Escrevemos ainda que Moraes também alega que a tentativa de Bolsonaro de violar a tornozeleira aumentaria o “risco de fuga”. No entanto, a lei não estabelece que a violação da tornozeleira é uma prova irrefutável de risco de fuga. Para ser legal, a conversão para a prisão precisa demonstrar que o descumprimento revela uma urgente e atual necessidade de garantir a aplicação da lei penal.
A maioria da esquerda, no entanto, não liga, pois acha que isso só está sendo feito contra Bolsonaro. Se esquecem de tudo aquilo que Lula e outros dirigentes do PT sofreram.
Vingança
Reimont Otoni alega que “a prisão de Bolsonaro está relacionada à tentativa de golpe de estado”. E que ele vê nas ruas “é também a catarse de sobreviventes e de familiares de vítimas da ditadura de 1964, é a catarse de sobreviventes e de familiares dos 700 mil mortos da covid-19. Não é vingança, mas o alívio por uma Justiça começando a se manifestar”.
Claro que é vingança. A esquerda, que até outro dia criticava a truculência do Estado, seu sistema judicial e penal, trata agora de enaltecer essa máquina de repressão.
Qualquer perseguição está justificada previamente porque, supostamente, “ninguém encarnou e encarna tão à perfeição os porões da ditadura e a exaltação à tortura como Bolsonaro. Nenhum aplicou, nos atos do governo, a psicopatia dos algozes como ele. Em cada momento que debochou, ironizou e desprezou as vítimas da covid, na recusa em adquirir vacinas, Bolsonaro expressou a mente doentia de criminosos como Brilhante Ustra, Freddie Perdigão Pereira, Sergio Fleury e tantos outros da lista de 232 torturadores identificados pela Comissão da Verdade”.

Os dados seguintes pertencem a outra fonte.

//! Process-wide region table
//!
//! [`Regions`] is built once from an [`EngineConfig`] and holds one
//! independently lockable [`Backend`] per configured region. The set of
//! regions is fixed at construction; callers receive it by handle rather than
//! through global state.

use crate::backend::Backend;
use crate::config::{ConfigError, EngineConfig};
use crate::error::{Result, StackError};
use parking_lot::Mutex;
use rustc_hash::FxHashMap;
use std::sync::Arc;
use stratus_template::ResourceResolver;
use tracing::info;

/// One backend per configured region
pub struct Regions {
    names: Vec<String>,
    backends: FxHashMap<String, Mutex<Backend>>,
    default_region: String,
}

impl Regions {
    /// Build the table, validating `config` first.
    pub fn new(
        config: &EngineConfig,
        resolver: Arc<dyn ResourceResolver>,
    ) -> std::result::Result<Self, ConfigError> {
        config.validate()?;
        let backends = config
            .regions
            .iter()
            .map(|region| {
                let backend =
                    Backend::new(region.clone(), config.account_id.clone(), resolver.clone());
                (region.clone(), Mutex::new(backend))
            })
            .collect();
        info!(
            regions = config.regions.len(),
            account_id = %config.account_id,
            "region table ready"
        );
        Ok(Self {
            names: config.regions.clone(),
            backends,
            default_region: config.default_region.clone(),
        })
    }

    /// Backend for `region`
    ///
    /// # Errors
    ///
    /// [`StackError::UnknownRegion`] if `region` is not configured.
    pub fn backend(&self, region: &str) -> Result<&Mutex<Backend>> {
        self.backends
            .get(region)
            .ok_or_else(|| StackError::UnknownRegion {
                region: region.to_string(),
            })
    }

    /// Backend for the default region
    pub fn default_backend(&self) -> Result<&Mutex<Backend>> {
        self.backend(&self.default_region)
    }

    /// Configured region names, in configuration order
    pub fn names(&self) -> impl Iterator<Item = &str> {
        self.names.iter().map(String::as_str)
    }

    /// Default region name
    pub fn default_region(&self) -> &str {
        &self.default_region
    }
}

impl std::fmt::Debug for Regions {
    fn fmt(&self, f: &mut std::fmt::Formatter<'_>) -> std::fmt::Result {
        f.debug_struct("Regions")
            .field("names", &self.names)
            .field("default_region", &self.default_region)
            .finish()
    }
}
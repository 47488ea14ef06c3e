//! Unified error types for Stratus.
//!
//! This module provides a clean error type that wraps internal errors
//! and presents a consistent interface to users.

use stratus_engine::{ConfigError, StackError};
use thiserror::Error;

/// All Stratus errors.
///
/// This is the canonical error type for all facade operations.
#[derive(Debug, Error)]
pub enum Error {
    /// Describe key matched no active or deleted stack
    #[error("Stack with id {key} does not exist")]
    Validation {
        /// Key as supplied by the caller
        key: String,
    },

    /// Stack, resource or region not found
    #[error("not found: {0}")]
    NotFound(String),

    /// Stack status does not allow the operation
    #[error("invalid state: {0}")]
    InvalidState(String),

    /// Template text is neither JSON nor YAML, or not a mapping
    #[error("template error: {0}")]
    Parse(String),

    /// Resolver rejected the template or parameters
    #[error("resolution error: {0}")]
    Resolution(String),

    /// Configuration could not be loaded or is inconsistent
    #[error("config error: {0}")]
    Config(String),
}

/// Result type for Stratus operations.
pub type Result<T> = std::result::Result<T, Error>;

impl Error {
    /// Check if this is a lookup failure.
    pub fn is_not_found(&self) -> bool {
        matches!(self, Error::NotFound(_) | Error::Validation { .. })
    }

    /// Check if this is the describe-time validation error.
    pub fn is_validation(&self) -> bool {
        matches!(self, Error::Validation { .. })
    }

    /// Check if the template or resolver rejected the request.
    pub fn is_template_rejection(&self) -> bool {
        matches!(self, Error::Parse(_) | Error::Resolution(_))
    }
}

impl From<StackError> for Error {
    fn from(e: StackError) -> Self {
        match e {
            StackError::Validation { key } => Error::Validation { key },
            StackError::NotFound { key } => Error::NotFound(key),
            StackError::UnknownRegion { region } => Error::NotFound(format!("region {}", region)),
            e @ StackError::InvalidState { .. } => Error::InvalidState(e.to_string()),
            StackError::Parse(e) => Error::Parse(e.to_string()),
            StackError::Resolution(e) => Error::Resolution(e.to_string()),
        }
    }
}

impl From<ConfigError> for Error {
    fn from(e: ConfigError) -> Self {
        Error::Config(e.to_string())
    }
}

Bolsonaro foi julgado por expressar esta ou aquela mente doentia? Seu crime é encarnar, exaltar, debochar? Então, que se abra processos sobre esses “crimes”. Se não for assim, o que a esquerda pequeno-burguesa quer é vingança. Pode negar à vontade.
Otoni fica entrando no mérito que “a tornozeleira foi queimada, com precisão e firmeza, em todos os lados, meticulosamente”. Que Bolsonaro mentiu sobre o surto. Mas a própria exigência do uso de tornozeleira é que deveria ser questionada.
Dotado de uma fé inabalável, Otoni afirma que “A maioria dos crimes dessa horda fascista ainda espera processo, como é o caso da omissão e dos atos genocidas na epidemia da covid-19. Mas o primeiro passo está dado”. Em que vai dar o segundo passo? Aqueles que antes não fizeram nada? E estes terão coragem de processar os governadores dos Estados por omissão?
Ilusão
Fechando seu artigo, Otoni escreve que “a extrema direita e o centrão já avisam que irão novamente pautar a anistia para os conspiradores, com o único e firme propósito de livrar Jair Bolsonaro da Justiça. Precisamos de todas as forças para impedir”. E arremata: “Vamos pras ruas e redes!”.
Essa esquerda, que só saiu às ruas quando a Rede Globo convocou, vai ter ânimo ou força para ir às ruas para garantir que Bolsonaro continue preso? Nem para as redes essa gente tem ido, anda preferindo um sofá.
Infelizmente, o que se vê é a esquerda se parecendo mais e mais com a direita, e o resultado disso é o trabalhador se bandeando para o lado de lá, onde, ainda que demagogicamente, se sabe criticar as arbitrariedades do STF.